So for sea level Tárrases, the climate is absolutely fine; for inland Mahhal you need to think carefully to make it geophysically comparable with the temperatures you set for the coastal areas like Tárrases. Noticeable temperature gradients might be likely as maritime influences diminish. The west coast Mahhal must be less maritime than the east. Iceland's climate isn't affected by the vulcanism (though there is the geothemally warmed soil, and the heated greenhouses). So if it is temperate inland, it might have to be even warmer at the coast? The exact degree that applies to would need a bit of research.

I'm not exactly sure what you're voting on. Have you set the climate for the whole of Mahhal? Temperate rainforest away from the coast might be feasible from sea level to a limited altitude. It would probably be less like B.C. and Alaska though, if its a question of using the same geophysical parameters as apply on earth. Norway has a very strong coastal warming current unlike N America (or Chile). But there are forests inland in Norway, so that could also be believable in Mahhal.

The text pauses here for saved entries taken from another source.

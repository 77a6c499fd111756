//! The [`RenderDevice`] trait and its backend-free implementation.

use std::collections::HashMap;
use std::sync::atomic::{AtomicUsize, Ordering};
use std::sync::Arc;

use serde::Deserialize;
use vermilion_core::streams::SourceStreamFactory;

use crate::flags::{Backend, DeviceFlags};
use crate::objects::{PipelineState, RenderPass, ResourceSignature, Shader, ShaderArtifact};
use crate::types::{
    PipelineStateCreateInfo, PipelineType, RenderPassDesc, ResourceSignatureDesc,
    ShaderCreateInfo, ShaderStage,
};

/// Errors a device can report while constructing engine objects.
#[derive(Debug, thiserror::Error)]
pub enum DeviceError {
    #[error("failed to create shader '{name}': {reason}")]
    ShaderCreationFailed { name: String, reason: String },
    #[error("failed to create render pass '{name}': {reason}")]
    RenderPassCreationFailed { name: String, reason: String },
    #[error("failed to create resource signature '{name}': {reason}")]
    SignatureCreationFailed { name: String, reason: String },
    #[error("failed to create pipeline state '{name}': {reason}")]
    PipelineCreationFailed { name: String, reason: String },
}

/// Metal-specific compilation settings, read from the packager config
/// file. All fields are optional; the defaults produce a plain `.air`
/// artifact with no extra toolchain flags.
#[derive(Debug, Clone, Default, Deserialize)]
#[serde(rename_all = "PascalCase", default)]
pub struct MetalDeviceConfig {
    pub msl_version: Option<String>,
    pub compile_options: String,
    pub link_options: String,
}

/// Everything needed to construct a serialization device.
#[derive(Debug, Clone, Default)]
pub struct SerializationDeviceCreateInfo {
    /// Backends the device synthesizes artifacts for.
    pub device_flags: DeviceFlags,
    pub metal_macos: MetalDeviceConfig,
    pub metal_ios: MetalDeviceConfig,
}

/// The surface the tools layer consumes from a graphics engine.
///
/// Implementations must be safe to share across the packager's worker
/// threads.
pub trait RenderDevice: Send + Sync {
    fn create_shader(
        &self,
        create_info: &ShaderCreateInfo,
        flags: DeviceFlags,
    ) -> Result<Arc<Shader>, DeviceError>;

    fn create_render_pass(&self, desc: &RenderPassDesc) -> Result<Arc<RenderPass>, DeviceError>;

    fn create_resource_signature(
        &self,
        desc: &ResourceSignatureDesc,
    ) -> Result<Arc<ResourceSignature>, DeviceError>;

    fn create_pipeline_state(
        &self,
        create_info: &PipelineStateCreateInfo,
        flags: DeviceFlags,
    ) -> Result<Arc<PipelineState>, DeviceError>;
}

If you are voting on whether temperate rainforest is feasible for the whole of Mahhal I think, yes, that breaks verisimilitude. But its not a simple question - and I'm sure you are thinking more logically, as with Tárrases: there will be a range of different climates over the country.

A different question perhaps is whether having a real world northern hemisphere biome - conifer forest - in the southern hemisphere of OGF, would violate verisimilitude. My opinion on that would also be that yes, it would,

I'm happy to say this because I see that others have all voted no, so there's no chance of you removing Mahhal, one of my favourite countries in OGF!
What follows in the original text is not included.